O preço das coisas
Conforme fui descobrindo formas de comprar produtos direto de outros países e outras fontes, comecei a chegar a óbvia conclusão de como os consumidores são roubados no Brasil. Não digo roubados por comerciantes do varejo ou donos das indústrias, mas sim por um sistema de impostos e margens de lucros astronômicas para tornar os mais variados tipos de negócio sustentáveis. Lucro, ao contrário do que muitos pensam, não é um crime. Enriquecer não é crime definitivamente. Ter lucro é vital para qualquer pessoa, física ou jurídica. E muitas empresas, no Brasil precisam aplicar ganhos e margens altíssimas para conseguir que os seus negócios se paguem.
Confesso que tenho uma quedinha por quinquilharias importadas - perfumes, maquiagens, bijoux, eletrônicos & cia. E comparar preços, ou ter a oportunidade de comprar esse tipo de produto, sem sofrer de um abuso tributário ou de margens absurdas, deixa qualquer consumidor extasiado com as possibilidades.
Um amigo estava no DutyFree e me ligou de lá para ver se eu queria alguma coisa. Acabei pedindo dois Carolina Herrera 212 Sexy de 30 ml, e um batom da MAC - o queridinho Hug Me. Toda a compra que ele fez para mim, custou 70 dólares. Não é mixaria, mas vamos às contas.

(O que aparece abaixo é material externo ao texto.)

use hub_shared::{
    decode_topic, payload_preview, DeviceId, DeviceRepository, DeviceStatus, HubError,
    MessageKind, RoutingKey, TelemetryReading, TopicError,
};
use std::fmt;
use std::sync::Arc;
use tracing::{debug, info, warn};

use crate::resolver::DeviceResolver;
use crate::telemetry::TelemetrySink;

/// 单条入站消息的处理结果
#[derive(Debug, Clone, PartialEq, Eq)]
pub enum DispatchOutcome {
    TelemetryStored { device_id: DeviceId, samples: u64, skipped: u64 },
    StatusUpdated { device_id: DeviceId, status: DeviceStatus },
    CommandIgnored,
    Dropped(DropReason),
}

#[derive(Debug, Clone, Copy, PartialEq, Eq)]
pub enum DropReason {
    DecodeFailed,
    PayloadMalformed,
    UnknownStatus,
    DeviceNotFound,
    StorageFailed,
}

impl fmt::Display for DropReason {
    fn fmt(&self, f: &mut fmt::Formatter<'_>) -> fmt::Result {
        let reason = match self {
            DropReason::DecodeFailed => "decode failed",
            DropReason::PayloadMalformed => "payload malformed",
            DropReason::UnknownStatus => "unknown status",
            DropReason::DeviceNotFound => "device not found",
            DropReason::StorageFailed => "storage failed",
        };
        f.write_str(reason)
    }
}

// 丢弃原因和底层错误
#[derive(Debug)]
struct Rejection {
    reason: DropReason,
    error: HubError,
}

impl Rejection {
    fn new(reason: DropReason, error: HubError) -> Self {
        Self { reason, error }
    }

    fn malformed(detail: impl fmt::Display) -> Self {
        Self::new(DropReason::PayloadMalformed, HubError::PayloadMalformed(detail.to_string()))
    }

    fn storage(error: HubError) -> Self {
        Self::new(DropReason::StorageFailed, error)
    }

    // 解析设备时的错误
    fn from_lookup(error: HubError) -> Self {
        let reason = match &error {
            HubError::NotFound { .. } | HubError::InvalidInput(_) => DropReason::DeviceNotFound,
            _ => DropReason::StorageFailed,
        };
        Self::new(reason, error)
    }
}

impl From<TopicError> for Rejection {
    fn from(err: TopicError) -> Self {
        Self::new(DropReason::DecodeFailed, HubError::Decode(err))
    }
}

/// 入站消息分发器。不持有可变状态，可被多个任务并发调用。
#[derive(Clone)]
pub struct IngestionDispatcher {
    resolver: DeviceResolver,
    sink: TelemetrySink,
    devices: Arc<dyn DeviceRepository>,
}

impl IngestionDispatcher {
    pub fn new(resolver: DeviceResolver, sink: TelemetrySink, devices: Arc<dyn DeviceRepository>) -> Self {
        Self {
            resolver,
            sink,
            devices,
        }
    }

    /// 处理一条消息；所有失败都在这里记录并吞掉，不会向传输层传播
    pub async fn dispatch(&self, topic: &str, payload: &[u8]) -> DispatchOutcome {
        debug!("Received message on topic {} ({} bytes)", topic, payload.len());

        match self.try_dispatch(topic, payload).await {
            Ok(outcome) => outcome,
            Err(dropped) => {
                warn!(
                    "Dropping message on topic {}: {} ({}); payload: {}",
                    topic,
                    dropped.reason,
                    dropped.error,
                    payload_preview(payload)
                );
                DispatchOutcome::Dropped(dropped.reason)
            }
        }
    }

    async fn try_dispatch(&self, topic: &str, payload: &[u8]) -> Result<DispatchOutcome, Rejection> {
        let key = decode_topic(topic)?;

        match key.kind {
            MessageKind::Telemetry => self.handle_telemetry(&key, topic, payload).await,
            MessageKind::Status => self.handle_status(&key, payload).await,
            MessageKind::Command => {
                debug!("Ignoring inbound command message on topic {}", topic);
                Ok(DispatchOutcome::CommandIgnored)
            }
        }
    }

    async fn handle_telemetry(
        &self,
        key: &RoutingKey,
        topic: &str,
        payload: &[u8],
    ) -> Result<DispatchOutcome, Rejection> {
        let elements: Vec<serde_json::Value> = serde_json::from_slice(payload)
            .map_err(|e| Rejection::malformed(format!("expected JSON array: {}", e)))?;

        let total = elements.len();
        let mut readings = Vec::with_capacity(total);
        for (index, element) in elements.into_iter().enumerate() {
            match serde_json::from_value::<TelemetryReading>(element) {
                Ok(reading) => readings.push(reading),
                Err(e) => warn!(
                    "Skipping malformed telemetry element {} on topic {}: {}",
                    index, topic, e
                ),
            }
        }

        if total > 0 && readings.is_empty() {
            return Err(Rejection::malformed(format!(
                "all {} telemetry elements are malformed",
                total
            )));
        }

        let device = self
            .resolver
            .resolve_routing_key(key)
            .await
            .map_err(Rejection::from_lookup)?;

        let stored = self
            .sink
            .record_batch(&device, &readings)
            .await
            .map_err(Rejection::storage)?;

        info!("Stored {} telemetry samples for device {} ({})", stored, device.id, key);
        Ok(DispatchOutcome::TelemetryStored {
            device_id: device.id,
            samples: stored,
            skipped: (total - readings.len()) as u64,
        })
    }

    async fn handle_status(&self, key: &RoutingKey, payload: &[u8]) -> Result<DispatchOutcome, Rejection> {
        let status = parse_status_payload(payload)?;

        let device = self
            .resolver
            .resolve_routing_key(key)
            .await
            .map_err(Rejection::from_lookup)?;

        self.devices
            .update_device_status(device.id, status)
            .await
            .map_err(Rejection::storage)?;

        info!("Device {} status {} -> {}", device.id, device.status, status);
        Ok(DispatchOutcome::StatusUpdated {
            device_id: device.id,
            status,
        })
    }
}

/// 状态载荷：`{"state": "..."}`、JSON 字符串或裸状态字
fn parse_status_payload(payload: &[u8]) -> Result<DeviceStatus, Rejection> {
    let text = std::str::from_utf8(payload)
        .map_err(Rejection::malformed)?
        .trim();

    if text.is_empty() {
        return Err(Rejection::malformed("empty status payload"));
    }

    let token = match serde_json::from_str::<serde_json::Value>(text) {
        Ok(serde_json::Value::Object(object)) => match object.get("state") {
            Some(serde_json::Value::String(state)) => state.clone(),
            Some(other) => {
                return Err(Rejection::malformed(format!("state field is not a string: {}", other)))
            }
            None => return Err(Rejection::malformed("missing state field")),
        },
        Ok(serde_json::Value::String(state)) => state,
        Ok(other) => {
            return Err(Rejection::malformed(format!("unexpected status payload: {}", other)))
        }
        // 非 JSON 视为裸状态字
        Err(_) => text.to_string(),
    };

    token
        .parse::<DeviceStatus>()
        .map_err(|e| Rejection::new(DropReason::UnknownStatus, e))
}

2 PERFUMES 212 SEXY de 30ml + 1 BATOM MAC = R$ 140

Vejam bem, no Brasil eu levaria um perfume e um batom a menos por R$ 25 a mais.
Estou falando de uma compra supérflua e boba. Quando eu converto isso para algo mais plausível, como um carro, um apartamento ou qualquer tipo de bem em escala maior, como fica? Nosso poder de compra é absolutamente brecado por uma lista enorme de impostos.
Qualquer consumidor se deslumbra quando enxerga seu poder de compra ampliado. Isso é com tudo: bens de maior valor, uma piranha de cabelo que a gente compra, roupas e etc. De quem é a culpa por pagarmos caro pelo que precisamos ou queremos, afinal?